Exclusive: Snapdragon 4 Gen 6 data sheet reveals a new Adreno GPU and TSMC 4 nm process

A confidential Qualcomm data sheet obtained by NotebookCheck details the SM4875, codenamed Poros, an unreleased Snapdragon chip that appears to succeed the Snapdragon 4 Gen 5 (SM4850, codenamed Aldabra) launched earlier this year. The document is dated March 2026 and carries Qualcomm's internal trade secret markings.
CPU and GPU
The SM4875 keeps the same Kryo CPU configuration as its predecessor: two Kryo Gold (Cortex-A78-based) performance cores with 256 KB of L2 apiece, plus six Kryo Silver (Cortex-A55-based) efficiency cores with 64 KB of L2 each, all sharing a 1 MB L3 cache.

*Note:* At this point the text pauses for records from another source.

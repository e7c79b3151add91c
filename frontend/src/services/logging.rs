use log::{Level, LevelFilter, Log, Metadata, Record};

/// Forwards `log` records to the browser console
pub struct ConsoleLogger;

static LOGGER: ConsoleLogger = ConsoleLogger;

impl ConsoleLogger {
    /// Installs the logger; a second call only updates the level
    pub fn init(level: LevelFilter) {
        if log::set_logger(&LOGGER).is_err() {
            gloo::console::debug!("console logger already installed");
        }
        log::set_max_level(level);
    }
}

impl Log for ConsoleLogger {
    fn enabled(&self, metadata: &Metadata) -> bool {
        metadata.level() <= log::max_level()
    }

    fn log(&self, record: &Record) {
        if !self.enabled(record.metadata()) {
            return;
        }

        let line = format_line(record.target(), &record.args().to_string());
        match record.level() {
            Level::Error => gloo::console::error!(line),
            Level::Warn => gloo::console::warn!(line),
            Level::Info => gloo::console::info!(line),
            Level::Debug | Level::Trace => gloo::console::debug!(line),
        }
    }

    fn flush(&self) {}
}

fn format_line(target: &str, message: &str) -> String {
    format!("[{}] {}", target, message)
}

#[cfg(test)]
mod tests {
    use super::*;

    #[test]
    fn test_format_line_prefixes_target() {
        assert_eq!(format_line("host-bridge", "expand failed"), "[host-bridge] expand failed");
    }
}
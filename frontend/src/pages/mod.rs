pub mod add_transaction;
pub mod home;
pub mod insight;
pub mod profile;
pub mod transactions;

pub use add_transaction::AddTransactionPage;
pub use home::HomePage;
pub use insight::InsightPage;
pub use profile::ProfilePage;
pub use transactions::TransactionsPage;
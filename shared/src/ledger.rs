//! Balance, money formatting and day grouping for the transaction list.

use chrono::{DateTime, Duration, NaiveDate, Utc};
use thiserror::Error;

use crate::TransactionRecord;

/// Largest amount accepted from the add-transaction form, in cents
pub const MAX_INPUT_CENTS: i64 = 10_000_000_000;

/// Signed sum of all amounts, clamped to the `i64` range
pub fn balance_cents(records: &[TransactionRecord]) -> i64 {
    records
        .iter()
        .fold(0i64, |balance, record| balance.saturating_add(record.amount_cents))
}

/// `-$12.00`, `+$5.50`, `$0.00`
pub fn format_cents(cents: i64) -> String {
    let sign = match cents {
        c if c < 0 => "-",
        c if c > 0 => "+",
        _ => "",
    };
    let abs = cents.unsigned_abs();
    format!("{}${}.{:02}", sign, group_thousands(abs / 100), abs % 100)
}

/// Same as [`format_cents`] without the leading `+`, for balances
pub fn format_balance(cents: i64) -> String {
    let formatted = format_cents(cents);
    formatted.strip_prefix('+').map(str::to_string).unwrap_or(formatted)
}

fn group_thousands(value: u64) -> String {
    let digits = value.to_string();
    let mut grouped = String::with_capacity(digits.len() + digits.len() / 3);
    for (i, ch) in digits.chars().enumerate() {
        if i > 0 && (digits.len() - i) % 3 == 0 {
            grouped.push(',');
        }
        grouped.push(ch);
    }
    grouped
}

/// `27 July 2024 10:40 AM`
pub fn format_timestamp(timestamp: &DateTime<Utc>) -> String {
    timestamp.format("%-d %B %Y %-I:%M %p").to_string()
}

#[derive(Debug, Clone, PartialEq, Eq, Error)]
pub enum AmountError {
    #[error("Please enter an amount")]
    Empty,
    #[error("`{0}` is not a valid amount")]
    Invalid(String),
    #[error("Amount must be greater than zero")]
    NotPositive,
    #[error("Amount can have at most two decimal places")]
    TooPrecise,
    #[error("Amount is too large")]
    TooLarge,
}

/// Parses a form amount in currency units (`12`, `12.5`, `1,200.00`) into
/// positive cents. The sign is chosen by the income/expense toggle.
pub fn parse_amount_input(input: &str) -> Result<i64, AmountError> {
    let cleaned: String = input
        .trim()
        .trim_start_matches('$')
        .chars()
        .filter(|c| *c != ',' && !c.is_whitespace())
        .collect();
    if cleaned.is_empty() {
        return Err(AmountError::Empty);
    }
    if cleaned.starts_with('-') {
        return Err(AmountError::NotPositive);
    }

    let (whole, fraction) = match cleaned.split_once('.') {
        Some((whole, fraction)) => (whole, fraction),
        None => (cleaned.as_str(), ""),
    };
    let all_digits = |s: &str| s.chars().all(|c| c.is_ascii_digit());
    if (whole.is_empty() && fraction.is_empty()) || !all_digits(whole) || !all_digits(fraction) {
        return Err(AmountError::Invalid(input.trim().to_string()));
    }
    if fraction.len() > 2 {
        return Err(AmountError::TooPrecise);
    }

    let whole: i64 = if whole.is_empty() {
        0
    } else {
        whole.parse().map_err(|_| AmountError::TooLarge)?
    };
    let fraction: i64 = format!("{:0<2}", fraction)
        .parse()
        .map_err(|_| AmountError::Invalid(input.trim().to_string()))?;

    let cents = whole
        .checked_mul(100)
        .and_then(|c| c.checked_add(fraction))
        .ok_or(AmountError::TooLarge)?;
    if cents == 0 {
        return Err(AmountError::NotPositive);
    }
    if cents > MAX_INPUT_CENTS {
        return Err(AmountError::TooLarge);
    }
    Ok(cents)
}

/// Records of one calendar day (UTC), newest first
#[derive(Debug, Clone, PartialEq)]
pub struct DaySection {
    pub date: NaiveDate,
    pub title: String,
    pub records: Vec<TransactionRecord>,
}

/// Groups records by day, newest day first; titles are "Today",
/// "Yesterday" or the full date.
pub fn group_by_day(records: &[TransactionRecord], today: NaiveDate) -> Vec<DaySection> {
    let mut sorted: Vec<&TransactionRecord> = records.iter().collect();
    sorted.sort_by(|a, b| b.timestamp_utc.cmp(&a.timestamp_utc).then_with(|| a.id.cmp(&b.id)));

    let mut sections: Vec<DaySection> = Vec::new();
    for record in sorted {
        let date = record.timestamp_utc.date_naive();
        match sections.last_mut() {
            Some(section) if section.date == date => section.records.push(record.clone()),
            _ => sections.push(DaySection {
                date,
                title: day_title(date, today),
                records: vec![record.clone()],
            }),
        }
    }
    sections
}

fn day_title(date: NaiveDate, today: NaiveDate) -> String {
    if date == today {
        "Today".to_string()
    } else if date == today - Duration::days(1) {
        "Yesterday".to_string()
    } else {
        date.format("%-d %B %Y").to_string()
    }
}

#[cfg(test)]
mod tests {
    use super::*;
    use chrono::TimeZone;
    use uuid::Uuid;

    fn record(amount_cents: i64, timestamp: DateTime<Utc>) -> TransactionRecord {
        TransactionRecord {
            id: Uuid::new_v4(),
            category_id: "bills".to_string(),
            amount_cents,
            timestamp_utc: timestamp,
            description: "test".to_string(),
            label: None,
        }
    }

    #[test]
    fn test_format_cents() {
        assert_eq!(format_cents(-20000), "-$200.00");
        assert_eq!(format_cents(550), "+$5.50");
        assert_eq!(format_cents(0), "$0.00");
        assert_eq!(format_cents(-7), "-$0.07");
        assert_eq!(format_cents(42_322_345), "+$423,223.45");
        assert_eq!(format_balance(42_322_345), "$423,223.45");
        assert_eq!(format_balance(-100), "-$1.00");
    }

    #[test]
    fn test_balance_is_signed_sum() {
        let now = Utc::now();
        let records = vec![record(-1200, now), record(5000, now), record(-800, now)];
        assert_eq!(balance_cents(&records), 3000);
        assert_eq!(balance_cents(&[]), 0);
    }

    #[test]
    fn test_balance_clamps_instead_of_overflowing() {
        let now = Utc.with_ymd_and_hms(2024, 7, 27, 10, 40, 0).unwrap();
        let records = vec![record(i64::MIN, now), record(i64::MIN, now)];
        assert_eq!(balance_cents(&records), i64::MIN);
        assert_eq!(balance_cents(&[record(i64::MAX, now), record(1, now)]), i64::MAX);
    }

    #[test]
    fn test_format_timestamp() {
        let ts = Utc.with_ymd_and_hms(2024, 7, 27, 10, 40, 0).unwrap();
        assert_eq!(format_timestamp(&ts), "27 July 2024 10:40 AM");
        let ts = Utc.with_ymd_and_hms(2024, 7, 27, 13, 20, 0).unwrap();
        assert_eq!(format_timestamp(&ts), "27 July 2024 1:20 PM");
    }

    #[test]
    fn test_parse_amount_input() {
        assert_eq!(parse_amount_input("12"), Ok(1200));
        assert_eq!(parse_amount_input(" 12.5 "), Ok(1250));
        assert_eq!(parse_amount_input("$1,200.05"), Ok(120005));
        assert_eq!(parse_amount_input(".99"), Ok(99));
        assert_eq!(parse_amount_input(""), Err(AmountError::Empty));
        assert_eq!(parse_amount_input("0.00"), Err(AmountError::NotPositive));
        assert_eq!(parse_amount_input("-3"), Err(AmountError::NotPositive));
        assert_eq!(parse_amount_input("1.234"), Err(AmountError::TooPrecise));
        assert_eq!(parse_amount_input("abc"), Err(AmountError::Invalid("abc".to_string())));
        assert_eq!(parse_amount_input("."), Err(AmountError::Invalid(".".to_string())));
        assert_eq!(parse_amount_input("999999999999"), Err(AmountError::TooLarge));
    }

    #[test]
    fn test_group_by_day_titles_and_order() {
        let today = NaiveDate::from_ymd_opt(2024, 7, 27).unwrap();
        let records = vec![
            record(-1200, Utc.with_ymd_and_hms(2024, 7, 26, 9, 0, 0).unwrap()),
            record(-20000, Utc.with_ymd_and_hms(2024, 7, 27, 10, 40, 0).unwrap()),
            record(-1200, Utc.with_ymd_and_hms(2024, 7, 27, 13, 20, 0).unwrap()),
            record(5000, Utc.with_ymd_and_hms(2024, 7, 1, 8, 0, 0).unwrap()),
        ];

        let sections = group_by_day(&records, today);

        let titles: Vec<_> = sections.iter().map(|s| s.title.as_str()).collect();
        assert_eq!(titles, vec!["Today", "Yesterday", "1 July 2024"]);
        assert_eq!(sections[0].records.len(), 2);
        assert_eq!(sections[0].records[0].amount_cents, -1200);
        assert!(group_by_day(&[], today).is_empty());
    }
}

Like the Snapdragon 4 Gen 5, it's built on TSMC's 4 nm process. Everything around the CPU gets an upgrade, though. The GPU moves from the Adreno 4-series to the Adreno 6-series, which promises another leap in performance over the 4 Gen 5's already impressive 77% generation-over-generation gain. Memory support expands from LPDDR4X-only to dual-channel LPDDR5 at 3,200 MHz, with LPDDR4X retained as a lower-cost option for OEMs.
Connectivity
Connectivity is OEM-configurable rather than fixed. The SM4875 data sheet lists four WLAN companion chip options spanning two generations: the WCN3998-2 (Wi-Fi 5, 2×2 MU-MIMO, Bluetooth 5.2) and WCN3988 (Wi-Fi 5, 1×1, Bluetooth 5.1) connect over SLIMbus, the same interface used by the SM4850. The newer WCN6750 (Wi-Fi 6, 2×2, Bluetooth 5.2) and WCN6450 (Wi-Fi 6, 1×1, Bluetooth 6.0) instead connect over a new single-lane PCIe Gen 3 interface, which appears to exist specifically to support these two modules rather than storage or general expansion. Bluetooth 6.0 is available only via the WCN6450 path, rather than as a chip-wide upgrade. None of the four options support Wi-Fi 7, so despite the added PCIe lane, the SM4875 doesn't fully close the gap with the Snapdragon 6 Gen 5, which does support Wi-Fi 7. Still, it's a massive upgrade over the Snapdragon 4 Gen 5's Wi-Fi 5-only support.
Security and package size
Security hardware also gets a refresh, with hardware-based ECC image authentication, Widevine L1 support, and an updated Trust Management Engine for root-of-trust duties. The chip ships in a larger PSP917 package (11.1 × 12.0 mm) compared with the SM4850's PSP808, reflecting the added I/O for PCIe and the higher GPIO count.
Launch window
Qualcomm has not announced the SM4875 publicly, and its pricing and launch window remain unknown, though we can expect the chip sometime next year. As with any leak sourced from a pre-release engineering document, the final retail silicon could see changes to its features or specifications before launch.